Bernard de Montréal met en évidence que la mémoire constitue le lien fondamental entre l’ego et la personnalité, et que tant que ce lien demeure actif, l’homme subit sa conscience au lieu de la diriger à partir de l’intelligence.
Il est expliqué que la mémoire n’est pas un simple réservoir d’expériences passées, mais un mécanisme actif qui maintient l’ego attaché à la personnalité. Cette dernière se compose d’habitudes, de réflexes, de pensées conditionnées et d’attitudes acquises au fil du temps. Lorsque l’ego s’y identifie, il perd sa liberté et fonctionne en mode répétitif, réagissant plutôt qu’agissant.
La personnalité est décrite comme une structure de survie, non comme une réalité consciente. Elle impose ses automatismes et donne l’illusion d’une continuité intérieure, alors qu’elle ne fait que recycler le passé. Se laisser guider par la personnalité revient à accepter d’être gouverné par la mémoire, donc par ce qui n’est plus vivant.
Il est insisté sur le fait que la pensée elle-même constitue une erreur fondamentale lorsqu’elle est issue de la mémoire. La pensée répétitive empêche l’homme de réaliser sa perfection, car elle le maintient dans le connu, dans la comparaison et dans la réaction. Tant que la pensée domine, l’homme demeure prisonnier du karma, car il reproduit sans cesse les mêmes structures intérieures.
Casser le lien entre l’ego et la personnalité implique de rompre avec la domination de la mémoire. Cette rupture ne se fait ni par l’analyse ni par le contrôle mental, mais par l’établissement de l’intelligence et de la volonté comme forces centrales. L’intelligence voit la mémoire pour ce qu’elle est et cesse de lui obéir. La volonté soutient cette rupture en maintenant la direction malgré le vide qui s’installe.

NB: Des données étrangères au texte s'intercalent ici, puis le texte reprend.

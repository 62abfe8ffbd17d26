//! CPU tessellation of a recorded [`DrawList`] into colored triangles.
//!
//! - fills: one triangle fan per subpath (subpaths are expected convex)
//! - strokes: one quad per segment, `line_width` wide, butt ends
//! - clears: one quad of transparent black written without blending
//!
//! Paint is evaluated per vertex, so gradients interpolate across each
//! triangle.

use std::ops::Range;

use bytemuck::{Pod, Zeroable};

use crate::coords::{Point, Rect};
use crate::paint::Paint;
use crate::scene::{DrawCmd, DrawList, Path};

/// One tessellated vertex: logical position, premultiplied color.
#[repr(C)]
#[derive(Debug, Copy, Clone, PartialEq, Pod, Zeroable)]
pub struct PathVertex {
    pub pos: [f32; 2],
    pub color: [f32; 4],
}

impl PathVertex {
    const ATTRS: [wgpu::VertexAttribute; 2] = wgpu::vertex_attr_array![
        0 => Float32x2, // pos
        1 => Float32x4  // color
    ];

    pub(super) fn layout() -> wgpu::VertexBufferLayout<'static> {
        wgpu::VertexBufferLayout {
            array_stride: std::mem::size_of::<PathVertex>() as u64,
            step_mode: wgpu::VertexStepMode::Vertex,
            attributes: &Self::ATTRS,
        }
    }
}

/// Consecutive vertices drawn with one pipeline.
#[derive(Debug, Clone, PartialEq)]
pub struct Batch {
    pub vertices: Range<u32>,
    /// Overwrite the target instead of alpha blending (clears).
    pub replace: bool,
}

/// Triangle list plus its draw batches, in paint order.
#[derive(Debug, Default, Clone)]
pub struct Tessellation {
    pub vertices: Vec<PathVertex>,
    pub batches: Vec<Batch>,
    /// Commands carrying a visible shadow; shadows are not rasterized.
    pub shadowed: usize,
}

impl Tessellation {
    #[inline]
    pub fn is_empty(&self) -> bool {
        self.vertices.is_empty()
    }

    #[inline]
    pub fn triangle_count(&self) -> usize {
        self.vertices.len() / 3
    }

    fn push_tri(&mut self, paint: &Paint, a: Point, b: Point, c: Point) {
        for p in [a, b, c] {
            self.vertices.push(PathVertex {
                pos: [p.x as f32, p.y as f32],
                color: color_at(paint, p),
            });
        }
    }

    fn push_quad(&mut self, paint: &Paint, q: [Point; 4]) {
        self.push_tri(paint, q[0], q[1], q[2]);
        self.push_tri(paint, q[0], q[2], q[3]);
    }

    fn close_batch(&mut self, start: usize, replace: bool) {
        let end = self.vertices.len();
        if end == start {
            return;
        }
        match self.batches.last_mut() {
            Some(last) if last.replace == replace && last.vertices.end as usize == start => {
                last.vertices.end = end as u32;
            }
            _ => self.batches.push(Batch {
                vertices: start as u32..end as u32,
                replace,
            }),
        }
    }
}

/// Tessellates every command of `list` in paint order.
pub fn tessellate(list: &DrawList) -> Tessellation {
    let mut out = Tessellation::default();

    for cmd in list.iter() {
        let start = out.vertices.len();
        match cmd {
            DrawCmd::Fill(f) => {
                fill_path(&mut out, &f.path, &f.paint);
                if f.shadow.is_visible() {
                    out.shadowed += 1;
                }
                out.close_batch(start, false);
            }
            DrawCmd::Stroke(s) => {
                stroke_path(&mut out, &s.path, &s.paint, s.line_width);
                if s.shadow.is_visible() {
                    out.shadowed += 1;
                }
                out.close_batch(start, false);
            }
            DrawCmd::Clear(r) => {
                clear_rect(&mut out, *r);
                out.close_batch(start, true);
            }
        }
    }

    out
}

fn fill_path(out: &mut Tessellation, path: &Path, paint: &Paint) {
    for sub in path.subpaths() {
        let pts = dedup_closing(&sub.points);
        let Some((&first, rest)) = pts.split_first() else { continue };
        for pair in rest.windows(2) {
            out.push_tri(paint, first, pair[0], pair[1]);
        }
    }
}

fn stroke_path(out: &mut Tessellation, path: &Path, paint: &Paint, line_width: f64) {
    let half = line_width / 2.0;
    if half <= 0.0 {
        return;
    }
    for sub in path.subpaths() {
        let pts = &sub.points;
        for pair in pts.windows(2) {
            segment_quad(out, paint, pair[0], pair[1], half);
        }
        if sub.closed && pts.len() > 2 {
            if let (Some(&last), Some(&first)) = (pts.last(), pts.first()) {
                segment_quad(out, paint, last, first, half);
            }
        }
    }
}

fn segment_quad(out: &mut Tessellation, paint: &Paint, a: Point, b: Point, half: f64) {
    let d = b - a;
    let len = d.length();
    if len <= f64::EPSILON {
        return;
    }
    let n = Point::new(-d.y / len * half, d.x / len * half);
    out.push_quad(paint, [a + n, b + n, b - n, a - n]);
}

fn clear_rect(out: &mut Tessellation, r: Rect) {
    let r = r.normalized();
    if r.is_empty() {
        return;
    }
    let (min, max) = (r.min(), r.max());
    let corners = [min, Point::new(max.x, min.y), max, Point::new(min.x, max.y)];
    for tri in [[0, 1, 2], [0, 2, 3]] {
        for i in tri {
            let p = corners[i];
            out.vertices.push(PathVertex {
                pos: [p.x as f32, p.y as f32],
                color: [0.0; 4],
            });
        }
    }
}

/// Drops a trailing point equal to the first, which a fan does not need.
fn dedup_closing(points: &[Point]) -> &[Point] {
    match points {
        [first, .., last] if points.len() > 3 && first == last => &points[..points.len() - 1],
        _ => points,
    }
}

fn color_at(paint: &Paint, p: Point) -> [f32; 4] {
    match paint {
        Paint::Solid(c) => c.to_array(),
        Paint::LinearGradient(g) => g.color_at(p).to_array(),
    }
}

#[cfg(test)]
mod tests {
    use core::f64::consts::PI;

    use super::*;
    use crate::paint::{Color, LinearGradient};
    use crate::scene::Recorder;
    use crate::surface::{DrawContext, Shadow};

    fn square(rec: &mut Recorder) {
        rec.begin_path();
        rec.move_to(0.0, 0.0);
        rec.line_to(10.0, 0.0);
        rec.line_to(10.0, 10.0);
        rec.line_to(0.0, 10.0);
        rec.close_path();
    }

    // ── fills ──

    #[test]
    fn fill_fans_convex_subpath() {
        let mut rec = Recorder::new();
        square(&mut rec);
        rec.set_fill_style(&Paint::Solid(Color::WHITE));
        rec.fill();

        let t = tessellate(rec.list());
        assert_eq!(t.triangle_count(), 2);
        assert_eq!(t.batches, vec![Batch { vertices: 0..6, replace: false }]);
        assert!(t.vertices.iter().all(|v| v.color == Color::WHITE.to_array()));
    }

    #[test]
    fn gradient_is_evaluated_per_vertex() {
        let g = LinearGradient::two_stop(Point::new(0.0, 0.0), Point::new(10.0, 0.0), Color::BLACK, Color::WHITE);
        let mut rec = Recorder::new();
        square(&mut rec);
        rec.set_fill_style(&g.into());
        rec.fill();

        let t = tessellate(rec.list());
        for v in &t.vertices {
            let expected = if v.pos[0] == 0.0 { Color::BLACK } else { Color::WHITE };
            assert_eq!(v.color, expected.to_array());
        }
    }

    // ── strokes ──

    #[test]
    fn stroke_emits_one_quad_per_segment() {
        let mut rec = Recorder::new();
        square(&mut rec);
        rec.set_line_width(2.0);
        rec.stroke();

        let t = tessellate(rec.list());
        // four sides of the closed square, plus nothing for the restarted subpath
        assert_eq!(t.triangle_count(), 8);

        let xs: Vec<f32> = t.vertices.iter().map(|v| v.pos[0]).collect();
        let min = xs.iter().copied().fold(f32::INFINITY, f32::min);
        let max = xs.iter().copied().fold(f32::NEG_INFINITY, f32::max);
        assert_eq!((min, max), (-1.0, 11.0));
    }

    #[test]
    fn arc_stroke_stays_within_band() {
        let mut rec = Recorder::new();
        rec.begin_path();
        rec.arc(0.0, 0.0, 50.0, 0.0, PI, false);
        rec.set_line_width(10.0);
        rec.stroke();

        let t = tessellate(rec.list());
        assert!(t.triangle_count() > 0);
        for v in &t.vertices {
            let r = (v.pos[0] as f64).hypot(v.pos[1] as f64);
            assert!((44.9..=55.1).contains(&r), "radius {r}");
        }
    }

    // ── clears and batching ──

    #[test]
    fn clear_splits_batches() {
        let mut rec = Recorder::new();
        square(&mut rec);
        rec.fill();
        rec.clear_rect(0.0, 0.0, 100.0, 100.0);
        square(&mut rec);
        rec.fill();

        let t = tessellate(rec.list());
        assert_eq!(
            t.batches,
            vec![
                Batch { vertices: 0..6, replace: false },
                Batch { vertices: 6..12, replace: true },
                Batch { vertices: 12..18, replace: false },
            ]
        );
        assert!(t.vertices[6..12].iter().all(|v| v.color == [0.0; 4]));
    }

    #[test]
    fn adjacent_draws_share_a_batch_and_count_shadows() {
        let mut rec = Recorder::new();
        square(&mut rec);
        rec.set_shadow(Shadow::new(Color::BLACK, 4.0));
        rec.fill();
        square(&mut rec);
        rec.set_shadow(Shadow::NONE);
        rec.fill();

        let t = tessellate(rec.list());
        assert_eq!(t.batches.len(), 1);
        assert_eq!(t.shadowed, 1);
    }
}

La sécurité mentale apparaît comme une conséquence directe de cette coupure. Lorsque l’ego n’est plus alimenté par la mémoire, il n’a plus besoin de la personnalité pour se définir ou se rassurer. Il peut alors se tenir dans une conscience nue, sans appui psychologique, ouverte à une intelligence supérieure.
Il est affirmé que dépasser la pensée et la personnalité ne signifie pas devenir passif ou inconscient, mais accéder à un autre mode de fonctionnement. Dans cet état, l’homme ne pense plus pour être, il sait. Ce savoir n’est pas accumulé : il est instantané, précis et libéré de toute référence au passé.
L’évolution réelle exige donc de casser ce lien entre la mémoire, l’ego et la personnalité. Tant qu’il subsiste, l’homme subit sa conscience. Lorsqu’il est rompu, l’homme cesse de répéter, sort du karma et entre dans une intelligence vivante qui ne dépend plus de ce qu’il a été, mais de ce qu’il est dans l’instant.